[Opening RECORDS FOR PROCESSING section]

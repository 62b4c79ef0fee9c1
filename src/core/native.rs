//! libnftables backend
//!
//! Bindings are generated from the installed `nftables/libnftables.h` by the
//! build script, so the output flag values always match the linked library.

use crate::core::engine::{Backend, Engine};
use crate::core::flags::FlagTable;
use std::ffi::{CStr, CString, c_char};
use std::ptr::NonNull;
use std::sync::LazyLock;
use tracing::{debug, error};

#[allow(
    non_upper_case_globals,
    non_camel_case_types,
    non_snake_case,
    dead_code,
    clippy::pedantic
)]
mod sys {
    include!(concat!(env!("OUT_DIR"), "/libnftables.rs"));
}

static FLAGS: LazyLock<FlagTable> = LazyLock::new(|| FlagTable {
    reverse_dns: sys::NFT_CTX_OUTPUT_REVERSEDNS as u32,
    service: sys::NFT_CTX_OUTPUT_SERVICE as u32,
    stateless: sys::NFT_CTX_OUTPUT_STATELESS as u32,
    handle: sys::NFT_CTX_OUTPUT_HANDLE as u32,
    json: sys::NFT_CTX_OUTPUT_JSON as u32,
    echo: sys::NFT_CTX_OUTPUT_ECHO as u32,
    guid: sys::NFT_CTX_OUTPUT_GUID as u32,
    numeric_proto: sys::NFT_CTX_OUTPUT_NUMERIC_PROTO as u32,
    numeric_prio: sys::NFT_CTX_OUTPUT_NUMERIC_PRIO as u32,
    numeric_symbol: sys::NFT_CTX_OUTPUT_NUMERIC_SYMBOL as u32,
    numeric_time: sys::NFT_CTX_OUTPUT_NUMERIC_TIME as u32,
    numeric_all: sys::NFT_CTX_OUTPUT_NUMERIC_ALL as u32,
    terse: sys::NFT_CTX_OUTPUT_TERSE as u32,
});

/// The system libnftables
#[derive(Debug, Default, Clone, Copy)]
pub struct NativeBackend;

impl Backend for NativeBackend {
    type Engine = NativeEngine;

    fn create(&self) -> Option<NativeEngine> {
        // SAFETY: nft_ctx_new has no preconditions; a null result is handled below
        let raw = unsafe { sys::nft_ctx_new(sys::NFT_CTX_DEFAULT as _) };
        let ctx = NonNull::new(raw)?;
        debug!("Allocated libnftables context {:p}", raw);
        Some(NativeEngine { ctx })
    }

    fn flags(&self) -> &'static FlagTable {
        &FLAGS
    }
}

/// An owned `struct nft_ctx *`.
///
/// Not `Send`/`Sync`: libnftables keeps per-context buffers that must not be
/// touched from two threads.
#[derive(Debug)]
pub struct NativeEngine {
    ctx: NonNull<sys::nft_ctx>,
}

impl NativeEngine {
    fn raw(&self) -> *mut sys::nft_ctx {
        self.ctx.as_ptr()
    }

    /// Copies a buffer owned by libnftables into a Rust string
    ///
    /// # Safety
    ///
    /// `ptr` must be null or point to a NUL-terminated string that stays
    /// valid for the duration of this call.
    unsafe fn take_buffer(ptr: *const c_char) -> String {
        if ptr.is_null() {
            return String::new();
        }
        // SAFETY: guaranteed by the caller
        unsafe { CStr::from_ptr(ptr) }
            .to_string_lossy()
            .into_owned()
    }
}

impl Engine for NativeEngine {
    fn output_flags(&self) -> u32 {
        // SAFETY: self.ctx is a live context for the lifetime of self
        unsafe { sys::nft_ctx_output_get_flags(self.raw()) as u32 }
    }

    fn set_output_flags(&mut self, flags: u32) {
        // SAFETY: self.ctx is a live context for the lifetime of self
        unsafe { sys::nft_ctx_output_set_flags(self.raw(), flags as _) }
    }

    fn dry_run(&self) -> bool {
        // SAFETY: self.ctx is a live context for the lifetime of self
        unsafe { sys::nft_ctx_get_dry_run(self.raw()) }
    }

    fn set_dry_run(&mut self, enabled: bool) {
        // SAFETY: self.ctx is a live context for the lifetime of self
        unsafe { sys::nft_ctx_set_dry_run(self.raw(), enabled) }
    }

    fn buffer_output(&mut self) -> bool {
        // SAFETY: self.ctx is a live context for the lifetime of self
        unsafe { sys::nft_ctx_buffer_output(self.raw()) == 0 }
    }

    fn buffer_error(&mut self) -> bool {
        // SAFETY: self.ctx is a live context for the lifetime of self
        unsafe { sys::nft_ctx_buffer_error(self.raw()) == 0 }
    }

    fn run_cmd(&mut self, cmd: &str) -> std::result::Result<String, String> {
        // Older headers take a non-const buffer, so hand over an owned copy
        let mut buf = CString::new(cmd)
            .map_err(|e| format!("command contains a NUL byte: {e}"))?
            .into_bytes_with_nul();

        // SAFETY: buf is NUL-terminated and outlives the call
        let rc = unsafe { sys::nft_run_cmd_from_buffer(self.raw(), buf.as_mut_ptr().cast::<c_char>()) };

        if rc == 0 {
            // SAFETY: libnftables returns its own NUL-terminated buffer
            Ok(unsafe { Self::take_buffer(sys::nft_ctx_get_output_buffer(self.raw())) })
        } else {
            // SAFETY: libnftables returns its own NUL-terminated buffer
            let message = unsafe { Self::take_buffer(sys::nft_ctx_get_error_buffer(self.raw())) };
            if message.is_empty() {
                error!("libnftables returned {rc} without an error message");
            }
            Err(message)
        }
    }
}

impl Drop for NativeEngine {
    fn drop(&mut self) {
        debug!("Freeing libnftables context {:p}", self.raw());
        // SAFETY: self.ctx came from nft_ctx_new and is freed exactly once here
        unsafe { sys::nft_ctx_free(self.raw()) }
    }
}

[Closing RECORDS FOR PROCESSING section]

TASK DETAILS = Repeat each entry exactly.

EXERCISE SOLUTION =
repository 62b4c79ef0fee9c1
filename src/core/native.rs
//! libnftables backend
//!
//! Bindings are generated from the installed `nftables/libnftables.h` by the
//! build script, so the output flag values always match the linked library.

use crate::core::engine::{Backend, Engine};
use crate::core::flags::FlagTable;
use std::ffi::{CStr, CString, c_char};
use std::ptr::NonNull;
use std::sync::LazyLock;
use tracing::{debug, error};

#[allow(
    non_upper_case_globals,
    non_camel_case_types,
    non_snake_case,
    dead_code,
    clippy::pedantic
)]
mod sys {
    include!(concat!(env!("OUT_DIR"), "/libnftables.rs"));
}

static FLAGS: LazyLock<FlagTable> = LazyLock::new(|| FlagTable {
    reverse_dns: sys::NFT_CTX_OUTPUT_REVERSEDNS as u32,
    service: sys::NFT_CTX_OUTPUT_SERVICE as u32,
    stateless: sys::NFT_CTX_OUTPUT_STATELESS as u32,
    handle: sys::NFT_CTX_OUTPUT_HANDLE as u32,
    json: sys::NFT_CTX_OUTPUT_JSON as u32,
    echo: sys::NFT_CTX_OUTPUT_ECHO as u32,
    guid: sys::NFT_CTX_OUTPUT_GUID as u32,
    numeric_proto: sys::NFT_CTX_OUTPUT_NUMERIC_PROTO as u32,
    numeric_prio: sys::NFT_CTX_OUTPUT_NUMERIC_PRIO as u32,
    numeric_symbol: sys::NFT_CTX_OUTPUT_NUMERIC_SYMBOL as u32,
    numeric_time: sys::NFT_CTX_OUTPUT_NUMERIC_TIME as u32,
    numeric_all: sys::NFT_CTX_OUTPUT_NUMERIC_ALL as u32,
    terse: sys::NFT_CTX_OUTPUT_TERSE as u32,
});

/// The system libnftables
#[derive(Debug, Default, Clone, Copy)]
pub struct NativeBackend;

impl Backend for NativeBackend {
    type Engine = NativeEngine;

    fn create(&self) -> Option<NativeEngine> {
        // SAFETY: nft_ctx_new has no preconditions; a null result is handled below
        let raw = unsafe { sys::nft_ctx_new(sys::NFT_CTX_DEFAULT as _) };
        let ctx = NonNull::new(raw)?;
        debug!("Allocated libnftables context {:p}", raw);
        Some(NativeEngine { ctx })
    }

    fn flags(&self) -> &'static FlagTable {
        &FLAGS
    }
}

/// An owned `struct nft_ctx *`.
///
/// Not `Send`/`Sync`: libnftables keeps per-context buffers that must not be
/// touched from two threads.
#[derive(Debug)]
pub struct NativeEngine {
    ctx: NonNull<sys::nft_ctx>,
}

impl NativeEngine {
    fn raw(&self) -> *mut sys::nft_ctx {
        self.ctx.as_ptr()
    }

    /// Copies a buffer owned by libnftables into a Rust string
    ///
    /// # Safety
    ///
    /// `ptr` must be null or point to a NUL-terminated string that stays
    /// valid for the duration of this call.
    unsafe fn take_buffer(ptr: *const c_char) -> String {
        if ptr.is_null() {
            return String::new();
        }
        // SAFETY: guaranteed by the caller
        unsafe { CStr::from_ptr(ptr) }
            .to_string_lossy()
            .into_owned()
    }
}

impl Engine for NativeEngine {
    fn output_flags(&self) -> u32 {
        // SAFETY: self.ctx is a live context for the lifetime of self
        unsafe { sys::nft_ctx_output_get_flags(self.raw()) as u32 }
    }

    fn set_output_flags(&mut self, flags: u32) {
        // SAFETY: self.ctx is a live context for the lifetime of self
        unsafe { sys::nft_ctx_output_set_flags(self.raw(), flags as _) }
    }

    fn dry_run(&self) -> bool {
        // SAFETY: self.ctx is a live context for the lifetime of self
        unsafe { sys::nft_ctx_get_dry_run(self.raw()) }
    }

    fn set_dry_run(&mut self, enabled: bool) {
        // SAFETY: self.ctx is a live context for the lifetime of self
        unsafe { sys::nft_ctx_set_dry_run(self.raw(), enabled) }
    }

    fn buffer_output(&mut self) -> bool {
        // SAFETY: self.ctx is a live context for the lifetime of self
        unsafe { sys::nft_ctx_buffer_output(self.raw()) == 0 }
    }

    fn buffer_error(&mut self) -> bool {
        // SAFETY: self.ctx is a live context for the lifetime of self
        unsafe { sys::nft_ctx_buffer_error(self.raw()) == 0 }
    }

    fn run_cmd(&mut self, cmd: &str) -> std::result::Result<String, String> {
        // Older headers take a non-const buffer, so hand over an owned copy
        let mut buf = CString::new(cmd)
            .map_err(|e| format!("command contains a NUL byte: {e}"))?
            .into_bytes_with_nul();

        // SAFETY: buf is NUL-terminated and outlives the call
        let rc = unsafe { sys::nft_run_cmd_from_buffer(self.raw(), buf.as_mut_ptr().cast::<c_char>()) };

        if rc == 0 {
            // SAFETY: libnftables returns its own NUL-terminated buffer
            Ok(unsafe { Self::take_buffer(sys::nft_ctx_get_output_buffer(self.raw())) })
        } else {
            // SAFETY: libnftables returns its own NUL-terminated buffer
            let message = unsafe { Self::take_buffer(sys::nft_ctx_get_error_buffer(self.raw())) };
            if message.is_empty() {
                error!("libnftables returned {rc} without an error message");
            }
            Err(message)
        }
    }
}

impl Drop for NativeEngine {
    fn drop(&mut self) {
        debug!("Freeing libnftables context {:p}", self.raw());
        // SAFETY: self.ctx came from nft_ctx_new and is freed exactly once here
        unsafe { sys::nft_ctx_free(self.raw()) }
    }
}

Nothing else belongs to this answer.